その日人々は、暗雲に閉ざされた天に、その闇よりも黒い巨大な影が現れ、こう宣言するのを聞いた。
「我が名は魔王、原初にして唯一のこの世界の統治者である。生きとし生けるものは総て、我が前にひれ伏せ、然もなくば、死あるのみ!」
そうして人々は、それまで伝説や物語の中の存在だと思っていた魔王が、実在することを知った。
魔物の軍勢は、まず旧アルヴァニア王国の王都オブシディアンを包囲し、わずか三日のうちに陥落させた。
以来、オブシディアン城塞は魔王の居城となり、その支配は七年間続いた。
辛くも落ち延びたアルヴァニアの王子アルバートは十七歳になった時、エルフ、ドワーフ、ハーフリングらといった亜人種の王国との大同盟を立ち上げ、十二万の軍勢を率いて蜂起し、ついに魔王を討ち破った。

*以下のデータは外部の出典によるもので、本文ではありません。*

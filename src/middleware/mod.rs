//! Middleware components for HTTP request processing.
//!
//! Cross-cutting concerns layered onto the router: authentication and role
//! checks, per-IP rate limiting, security headers and client identification.

pub mod auth;
pub mod ip;
pub mod rate_limit;
pub mod security_headers;

pub use rate_limit::EndpointRateLimiter;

その時、魔王と直接に剣を交え、見事に勝利した勇者たちを、人々は六英雄と呼ぶようになった。伝説は六英雄の名を次のように伝えている。
曰く、英雄王アルバート、妖精の女王ティターニア、侏儒の王ドヴェルグル、小人の王ワーウィック、大賢者メルキオル、義賊王ディミトリアス。
魔王は滅びる直前、六英雄に対して呪いの言葉とともに四百年後の復活を予告したが、民の平安が脅かされることを危惧した英雄たちによって、そのことは伏せられた。

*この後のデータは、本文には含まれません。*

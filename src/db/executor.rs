use async_trait::async_trait;
use chrono::NaiveDate;
use serde::Serialize;
use serde_json::Value;

use super::error::DbError;

/// A value bound to a `$n` placeholder.
///
/// Every variant carries an `Option` so that SQL `NULL` is still sent with a
/// concrete Postgres type (an untyped text `NULL` would not coerce into an
/// integer or date column).
#[derive(Debug, Clone, PartialEq)]
pub enum SqlParam {
    Text(Option<String>),
    Int(Option<i64>),
    Bool(Option<bool>),
    Date(Option<NaiveDate>),
}

impl From<&str> for SqlParam {
    fn from(v: &str) -> Self {
        SqlParam::Text(Some(v.to_string()))
    }
}

impl From<String> for SqlParam {
    fn from(v: String) -> Self {
        SqlParam::Text(Some(v))
    }
}

impl From<Option<String>> for SqlParam {
    fn from(v: Option<String>) -> Self {
        SqlParam::Text(v)
    }
}

impl From<i64> for SqlParam {
    fn from(v: i64) -> Self {
        SqlParam::Int(Some(v))
    }
}

impl From<Option<i64>> for SqlParam {
    fn from(v: Option<i64>) -> Self {
        SqlParam::Int(v)
    }
}

impl From<bool> for SqlParam {
    fn from(v: bool) -> Self {
        SqlParam::Bool(Some(v))
    }
}

impl From<Option<bool>> for SqlParam {
    fn from(v: Option<bool>) -> Self {
        SqlParam::Bool(v)
    }
}

impl From<NaiveDate> for SqlParam {
    fn from(v: NaiveDate) -> Self {
        SqlParam::Date(Some(v))
    }
}

impl From<Option<NaiveDate>> for SqlParam {
    fn from(v: Option<NaiveDate>) -> Self {
        SqlParam::Date(v)
    }
}

/// Connection pool occupancy.
#[derive(Debug, Clone, Copy, Default, PartialEq, Eq, Serialize)]
pub struct PoolStats {
    /// Open connections, idle or in use.
    pub size: u32,
    pub idle: usize,
    /// Tasks currently blocked waiting for a connection.
    pub waiting: usize,
}

/// Query capability shared by all handlers.
///
/// Row-returning statements must yield exactly one `jsonb` column per row
/// (e.g. `SELECT to_jsonb(b) FROM bibliotecas b` or
/// `... RETURNING to_jsonb(libros)`), which keeps handlers independent from
/// per-table row types.
#[async_trait]
pub trait QueryExecutor: Send + Sync {
    /// Runs a row-returning statement.
    async fn fetch_rows(&self, sql: &str, params: &[SqlParam]) -> Result<Vec<Value>, DbError>;

    /// Runs a statement whose single row holds a single `bigint` (`COUNT(*)`).
    async fn fetch_count(&self, sql: &str, params: &[SqlParam]) -> Result<i64, DbError>;

    /// Runs a statement without result rows, returning the affected row count.
    async fn execute(&self, sql: &str, params: &[SqlParam]) -> Result<u64, DbError>;

    /// Cheap round trip to check connectivity.
    async fn ping(&self) -> Result<(), DbError>;

    fn stats(&self) -> PoolStats;

    async fn fetch_optional(&self, sql: &str, params: &[SqlParam]) -> Result<Option<Value>, DbError> {
        Ok(self.fetch_rows(sql, params).await?.into_iter().next())
    }
}

#[cfg(test)]
mod tests {
    use super::*;

    #[test]
    fn conversions_keep_types_for_nulls() {
        assert_eq!(SqlParam::from(None::<i64>), SqlParam::Int(None));
        assert_eq!(SqlParam::from(None::<String>), SqlParam::Text(None));
        assert_eq!(SqlParam::from("x"), SqlParam::Text(Some("x".into())));
        assert_eq!(SqlParam::from(7_i64), SqlParam::Int(Some(7)));
        assert_eq!(SqlParam::from(true), SqlParam::Bool(Some(true)));
    }
}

ただ英雄たちは、将来の魔王復活に備えて、冒険者ギルドと賢者の学院を創設した。
魔王居城であったオブシディアン城塞は焼き捨てられ、英雄王アルバートは大陸南部の中核都市アラヴァスタを新たな王都として定め、南アルヴァニア王国を建国した。
王国歴四一二年、現在、冒険者ギルドの本部と賢者の学院は王都アラヴァスタに置かれている。